━━━ Data for review

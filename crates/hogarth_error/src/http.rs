//! HTTP error types.

/// HTTP error wrapping transport failures with source location.
#[derive(Debug, Clone, derive_more::Display, derive_more::Error)]
#[display("HTTP Error: {} at line {} in {}", message, line, file)]
pub struct HttpError {
    /// The underlying error message
    pub message: String,
    /// Line number where the error occurred
    pub line: u32,
    /// File where the error occurred
    pub file: &'static str,
}

impl HttpError {
    /// Create a new HttpError with the given message at the current location.
    ///
    /// # Examples
    ///
    /// ```
    /// use hogarth_error::HttpError;
    ///
    /// let err = HttpError::new("Connection refused");
    /// assert!(err.message.contains("Connection refused"));
    /// ```
    #[track_caller]
    pub fn new(message: impl Into<String>) -> Self {
        let location = std::panic::Location::caller();
        Self {
            message: message.into(),
            line: location.line(),
            file: location.file(),
        }
    }
}
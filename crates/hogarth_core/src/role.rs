//! Role types for conversation participants.

use serde::{Deserialize, Serialize};

/// Sender role for a generative request message.
///
/// # Examples
///
/// ```
/// use hogarth_core::Role;
///
/// assert_ne!(Role::User, Role::Assistant);
/// assert_eq!(format!("{}", Role::System), "System");
/// ```
#[derive(
    Debug,
    Clone,
    Copy,
    PartialEq,
    Eq,
    PartialOrd,
    Ord,
    Hash,
    Serialize,
    Deserialize,
    derive_more::Display,
)]
pub enum Role {
    /// System messages provide context and instructions
    System,
    /// User messages carry the assembled prompt
    User,
    /// Assistant messages are model output fed back as context
    Assistant,
}
//! Evaluation results produced by artifact evaluators.

use serde::{Deserialize, Serialize};
use std::collections::BTreeMap;

/// Score and feedback for a candidate artifact.
///
/// The score is the workflow engine's sole transition signal; feedback and
/// issues are threaded into the rewriter prompt. Scores are bounded to
/// `[0, 10]` at every producer.
///
/// # Examples
///
/// ```
/// use hogarth_core::Evaluation;
///
/// let eval = Evaluation::new(8.5, "Tight pacing, strong hook.");
/// assert!(eval.score >= 8.0);
/// assert!(eval.issues.is_empty());
/// ```
#[derive(Debug, Clone, PartialEq, Serialize, Deserialize)]
pub struct Evaluation {
    /// Overall quality score in `[0, 10]`
    pub score: f32,
    /// Feedback directed at the rewriter
    pub feedback: String,
    /// Specific issues found (empty for prose evaluations)
    #[serde(default)]
    pub issues: Vec<String>,
    /// Per-criterion subscores, when the evaluator produces them
    #[serde(default)]
    pub subscores: BTreeMap<String, f32>,
}

impl Evaluation {
    /// Create an evaluation with a clamped score and no issues or subscores.
    pub fn new(score: f32, feedback: impl Into<String>) -> Self {
        Self {
            score: score.clamp(0.0, 10.0),
            feedback: feedback.into(),
            issues: Vec::new(),
            subscores: BTreeMap::new(),
        }
    }

    /// Attach issues found during evaluation.
    pub fn with_issues(mut self, issues: Vec<String>) -> Self {
        self.issues = issues;
        self
    }

    /// Attach per-criterion subscores.
    pub fn with_subscores(mut self, subscores: BTreeMap<String, f32>) -> Self {
        self.subscores = subscores;
        self
    }
}
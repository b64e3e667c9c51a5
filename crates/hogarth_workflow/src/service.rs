//! Workflow submission and status service.
//!
//! The asynchronous seam between callers (HTTP/CLI, out of scope) and the
//! revision engine: submission registers a pending run and spawns its
//! state machine onto the runtime; callers poll status by run id.

use crate::engine::{RevisionEngine, RunHandle};
use crate::script::{ScriptInput, ScriptSteps};
use crate::story::{StoryInput, StorySteps};
use crate::{RunId, RunRegistry, RunSnapshot, WorkflowKind, WorkflowSettings};
use hogarth_core::{ScriptGenre, SourcePost, StoryMood};
use hogarth_error::HogarthResult;
use hogarth_interface::Driver;
use std::sync::Arc;

/// Entry point for submitting generation workflows and polling their runs.
///
/// Independent runs execute concurrently; within one run the steps are
/// strictly sequential. Submission never blocks on generation; it returns
/// as soon as the pending snapshot is registered. There is no cancellation:
/// an abandoned run finishes on its own, bounded by the attempt budget.
pub struct WorkflowService {
    driver: Arc<dyn Driver>,
    registry: RunRegistry,
    settings: WorkflowSettings,
}

impl WorkflowService {
    /// Create a service with a fresh registry.
    pub fn new(driver: Arc<dyn Driver>, settings: WorkflowSettings) -> Self {
        Self::with_registry(driver, settings, RunRegistry::new())
    }

    /// Create a service over an externally owned registry.
    pub fn with_registry(
        driver: Arc<dyn Driver>,
        settings: WorkflowSettings,
        registry: RunRegistry,
    ) -> Self {
        Self {
            driver,
            registry,
            settings,
        }
    }

    /// The registry this service publishes to.
    pub fn registry(&self) -> &RunRegistry {
        &self.registry
    }

    /// Submit a story generation run.
    ///
    /// Returns once the run is registered; generation proceeds in the
    /// background.
    #[tracing::instrument(skip(self, post), fields(post_id = %post.id, mood = %mood))]
    pub async fn submit_story(&self, post: SourcePost, mood: StoryMood) -> RunId {
        let run_id = RunId::generate();
        let input = StoryInput { post, mood };
        let mut handle =
            RunHandle::create_with_input(self.registry.clone(), run_id, WorkflowKind::Story, &input)
                .await;
        let engine = RevisionEngine::new(
            StorySteps::new(self.driver.clone(), self.settings.clone()),
            self.settings.story_policy(),
        );

        tracing::info!(run_id = %run_id, "Story workflow submitted");
        tokio::spawn(async move {
            // The failed snapshot is already published; nothing left to do
            // with the error here but log it.
            if let Err(e) = engine.run(&input, &mut handle).await {
                tracing::error!(run_id = %run_id, error = %e, "Story run ended in failure");
            }
        });

        run_id
    }

    /// Submit a webtoon script generation run.
    ///
    /// Returns once the run is registered; generation proceeds in the
    /// background.
    #[tracing::instrument(skip(self, story), fields(genre = %genre, story_chars = story.len()))]
    pub async fn submit_script(&self, story: String, genre: ScriptGenre) -> RunId {
        let run_id = RunId::generate();
        let input = ScriptInput { story, genre };
        let mut handle = RunHandle::create_with_input(
            self.registry.clone(),
            run_id,
            WorkflowKind::Script,
            &input,
        )
        .await;
        let engine = RevisionEngine::new(
            ScriptSteps::new(self.driver.clone(), self.settings.clone()),
            self.settings.script_policy(),
        );

        tracing::info!(run_id = %run_id, "Script workflow submitted");
        tokio::spawn(async move {
            if let Err(e) = engine.run(&input, &mut handle).await {
                tracing::error!(run_id = %run_id, error = %e, "Script run ended in failure");
            }
        });

        run_id
    }

    /// Current status of a run.
    ///
    /// # Errors
    ///
    /// Returns a run-not-found error for unknown ids.
    pub async fn status(&self, run_id: &RunId) -> HogarthResult<RunSnapshot> {
        self.registry.status(run_id).await
    }
}
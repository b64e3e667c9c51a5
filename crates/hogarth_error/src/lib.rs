//! Error types for the Hogarth generation workflow engine.
//!
//! This crate provides the foundation error types used throughout the Hogarth
//! workspace.
//!
//! # Error Hierarchy
//!
//! All errors follow the `ErrorKind` + wrapper struct pattern for clean error
//! handling:
//! - `*ErrorKind` enum defines specific error conditions
//! - `*Error` struct wraps the kind with source location tracking
//! - All errors use `#[track_caller]` for automatic location capture
//!
//! The taxonomy mirrors the failure classes of the generation pipeline:
//! infrastructure failures ([`GenerationError`], [`EvaluationError`],
//! [`ScriptError`]) terminate a workflow run, while content-quality
//! conditions (low scores, repairable schema gaps) are absorbed by the
//! engine and never appear here.
//!
//! # Examples
//!
//! ```
//! use hogarth_error::{HogarthResult, HttpError};
//!
//! fn fetch_data() -> HogarthResult<String> {
//!     Err(HttpError::new("Connection refused"))?
//! }
//!
//! match fetch_data() {
//!     Ok(data) => println!("Got: {}", data),
//!     Err(e) => eprintln!("Error: {}", e),
//! }
//! ```

#![forbid(unsafe_code)]
#![warn(missing_docs)]

mod config;
mod error;
mod evaluation;
mod generation;
mod http;
mod json;
mod script;
mod workflow;

pub use config::ConfigError;
pub use error::{HogarthError, HogarthErrorKind, HogarthResult};
pub use evaluation::{EvaluationError, EvaluationErrorKind};
pub use generation::{GenerationError, GenerationErrorKind};
pub use http::HttpError;
pub use json::JsonError;
pub use script::{ScriptError, ScriptErrorKind};
pub use workflow::{WorkflowError, WorkflowErrorKind};
//! Revision engine state machine tests.
//!
//! The step set is scripted so every transition path of the engine can be
//! exercised without a live driver: fixed score sequences, step failures at
//! chosen points, and call counters for the termination-bound checks.

use async_trait::async_trait;
use hogarth_core::Evaluation;
use hogarth_error::{
    EvaluationError, EvaluationErrorKind, GenerationError, GenerationErrorKind, HogarthResult,
};
use hogarth_workflow::{
    Phase, RevisionEngine, RevisionPolicy, RevisionSteps, RunHandle, RunId, RunRegistry,
    RunSnapshot, WorkflowKind,
};
use std::sync::atomic::{AtomicU32, Ordering};
use std::sync::{Arc, Mutex};

#[derive(Default)]
struct Counters {
    writes: AtomicU32,
    evaluates: AtomicU32,
    rewrites: AtomicU32,
}

impl Counters {
    fn writes(&self) -> u32 {
        self.writes.load(Ordering::SeqCst)
    }
    fn evaluates(&self) -> u32 {
        self.evaluates.load(Ordering::SeqCst)
    }
    fn rewrites(&self) -> u32 {
        self.rewrites.load(Ordering::SeqCst)
    }
}

/// Steps with a scripted score sequence and optional failure injection.
struct ScriptedSteps {
    scores: Mutex<Vec<f32>>,
    counters: Arc<Counters>,
    fail_write: bool,
    fail_rewrite: bool,
    fail_evaluate_after_scores: bool,
}

impl ScriptedSteps {
    fn with_scores(scores: Vec<f32>) -> (Self, Arc<Counters>) {
        let counters = Arc::new(Counters::default());
        let steps = Self {
            scores: Mutex::new(scores),
            counters: counters.clone(),
            fail_write: false,
            fail_rewrite: false,
            fail_evaluate_after_scores: false,
        };
        (steps, counters)
    }
}

#[async_trait]
impl RevisionSteps for ScriptedSteps {
    type Input = String;
    type Artifact = String;

    async fn write(&self, input: &String) -> HogarthResult<String> {
        self.counters.writes.fetch_add(1, Ordering::SeqCst);
        if self.fail_write {
            return Err(GenerationError::new(GenerationErrorKind::Timeout(30)).into());
        }
        Ok(format!("{input}-draft-0"))
    }

    async fn evaluate(&self, _artifact: &String) -> HogarthResult<Evaluation> {
        self.counters.evaluates.fetch_add(1, Ordering::SeqCst);
        let mut scores = self.scores.lock().unwrap();
        if scores.is_empty() {
            if self.fail_evaluate_after_scores {
                return Err(EvaluationError::new(EvaluationErrorKind::Parse(
                    "no Score line".into(),
                ))
                .into());
            }
            panic!("evaluate called more times than scripted");
        }
        let score = scores.remove(0);
        Ok(Evaluation::new(score, "scripted feedback"))
    }

    async fn rewrite(
        &self,
        _input: &String,
        artifact: &String,
        _evaluation: &Evaluation,
    ) -> HogarthResult<String> {
        let n = self.counters.rewrites.fetch_add(1, Ordering::SeqCst);
        if self.fail_rewrite {
            return Err(GenerationError::new(GenerationErrorKind::Provider(
                "provider went away".into(),
            ))
            .into());
        }
        Ok(format!("{artifact}+rev{}", n + 1))
    }
}

async fn run_engine(
    steps: ScriptedSteps,
    policy: RevisionPolicy,
) -> (
    HogarthResult<hogarth_workflow::RevisionOutcome<String>>,
    RunSnapshot,
) {
    let registry = RunRegistry::new();
    let run_id = RunId::generate();
    let mut handle = RunHandle::create(registry.clone(), run_id, WorkflowKind::Story).await;
    let engine = RevisionEngine::new(steps, policy);
    let result = engine.run(&"post".to_string(), &mut handle).await;
    let snapshot = registry.status(&run_id).await.unwrap();
    (result, snapshot)
}

#[tokio::test]
async fn first_pass_acceptance_skips_rewriter() {
    let (steps, counters) = ScriptedSteps::with_scores(vec![8.5]);
    let (result, snapshot) = run_engine(steps, RevisionPolicy::new(7.0, 1)).await;

    let outcome = result.unwrap();
    assert_eq!(outcome.attempts, 0);
    assert_eq!(outcome.evaluation.score, 8.5);
    assert_eq!(outcome.artifact, "post-draft-0");

    assert_eq!(snapshot.phase, Phase::Done);
    assert_eq!(snapshot.attempts, 0);
    assert_eq!(snapshot.score, Some(8.5));
    assert_eq!(counters.writes(), 1);
    assert_eq!(counters.evaluates(), 1);
    assert_eq!(counters.rewrites(), 0);
}

#[tokio::test]
async fn below_threshold_then_accepted_after_one_rewrite() {
    let (steps, _) = ScriptedSteps::with_scores(vec![5.0, 7.5]);
    let (result, snapshot) = run_engine(steps, RevisionPolicy::new(7.0, 1)).await;

    let outcome = result.unwrap();
    assert_eq!(outcome.attempts, 1);
    assert_eq!(outcome.evaluation.score, 7.5);
    assert_eq!(outcome.artifact, "post-draft-0+rev1");

    assert_eq!(snapshot.phase, Phase::Done);
    assert_eq!(snapshot.attempts, 1);
    assert_eq!(snapshot.score, Some(7.5));
}

#[tokio::test]
async fn exhaustion_accepts_best_effort_not_failure() {
    let (steps, counters) = ScriptedSteps::with_scores(vec![4.0, 4.0]);
    let (result, snapshot) = run_engine(steps, RevisionPolicy::new(7.0, 1)).await;

    // Sub-threshold after exhausting the budget is accepted, never an error.
    let outcome = result.unwrap();
    assert_eq!(outcome.attempts, 1);
    assert_eq!(outcome.artifact, "post-draft-0+rev1");

    assert_eq!(snapshot.phase, Phase::Done);
    assert_eq!(snapshot.attempts, 1);
    assert_eq!(snapshot.score, Some(4.0));
    assert!(snapshot.error.is_none());
    assert_eq!(counters.rewrites(), 1);
}

#[tokio::test]
async fn writer_timeout_fails_without_evaluator_call() {
    let (mut steps, counters) = ScriptedSteps::with_scores(vec![]);
    steps.fail_write = true;
    let (result, snapshot) = run_engine(steps, RevisionPolicy::new(7.0, 1)).await;

    assert!(result.is_err());
    assert_eq!(snapshot.phase, Phase::Failed);
    assert_eq!(snapshot.attempts, 0);
    assert_eq!(snapshot.error.as_ref().unwrap().category, "generation");
    assert!(snapshot.result.is_none());
    assert_eq!(counters.evaluates(), 0);
}

#[tokio::test]
async fn rewriter_failure_preserves_pre_rewrite_artifact() {
    let (mut steps, _) = ScriptedSteps::with_scores(vec![5.0]);
    steps.fail_rewrite = true;
    let (result, snapshot) = run_engine(steps, RevisionPolicy::new(7.0, 2)).await;

    assert!(result.is_err());
    assert_eq!(snapshot.phase, Phase::Failed);
    assert_eq!(snapshot.attempts, 0);
    assert_eq!(snapshot.score, Some(5.0));
    // The last good artifact survives as the best-effort result.
    assert_eq!(
        snapshot.result,
        Some(serde_json::Value::String("post-draft-0".into()))
    );
}

#[tokio::test]
async fn evaluator_failure_after_rewrite_preserves_artifact() {
    let (mut steps, counters) = ScriptedSteps::with_scores(vec![5.0]);
    steps.fail_evaluate_after_scores = true;
    let (result, snapshot) = run_engine(steps, RevisionPolicy::new(7.0, 2)).await;

    assert!(result.is_err());
    assert_eq!(snapshot.phase, Phase::Failed);
    assert_eq!(snapshot.attempts, 1);
    assert_eq!(snapshot.error.as_ref().unwrap().category, "evaluation");
    assert_eq!(
        snapshot.result,
        Some(serde_json::Value::String("post-draft-0+rev1".into()))
    );
    assert_eq!(counters.evaluates(), 2);
}

#[tokio::test]
async fn termination_bound_holds_for_hostile_scores() {
    // An evaluator that never approves anything.
    let (steps, counters) = ScriptedSteps::with_scores(vec![0.0, 0.0, 0.0]);
    let (result, snapshot) = run_engine(steps, RevisionPolicy::new(7.0, 2)).await;

    let outcome = result.unwrap();
    assert_eq!(outcome.attempts, 2);
    assert_eq!(snapshot.phase, Phase::Done);

    // Exactly write + (max_attempts + 1) evaluations + max_attempts rewrites.
    assert_eq!(counters.writes(), 1);
    assert_eq!(counters.evaluates(), 3);
    assert_eq!(counters.rewrites(), 2);
}

#[tokio::test]
async fn zero_attempt_budget_accepts_first_draft() {
    let (steps, counters) = ScriptedSteps::with_scores(vec![2.0]);
    let (result, snapshot) = run_engine(steps, RevisionPolicy::new(7.0, 0)).await;

    let outcome = result.unwrap();
    assert_eq!(outcome.attempts, 0);
    assert_eq!(outcome.artifact, "post-draft-0");
    assert_eq!(snapshot.phase, Phase::Done);
    assert_eq!(counters.rewrites(), 0);
}
//! Browser entry point: mounts the cluster canvas app.

// dependencies are consumed by the library target
#![allow(unused_crate_dependencies)]

use cluster_canvas::{App, init_logging};

fn main() {
	init_logging();
	leptos::mount::mount_to_body(App)
}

━━━━━━

▶ [Problem]: Copy each line of the records that has "prompt" in it.

▶ [Result]:
    /// User messages carry the assembled prompt
/// issues are threaded into the rewriter prompt. Scores are bounded to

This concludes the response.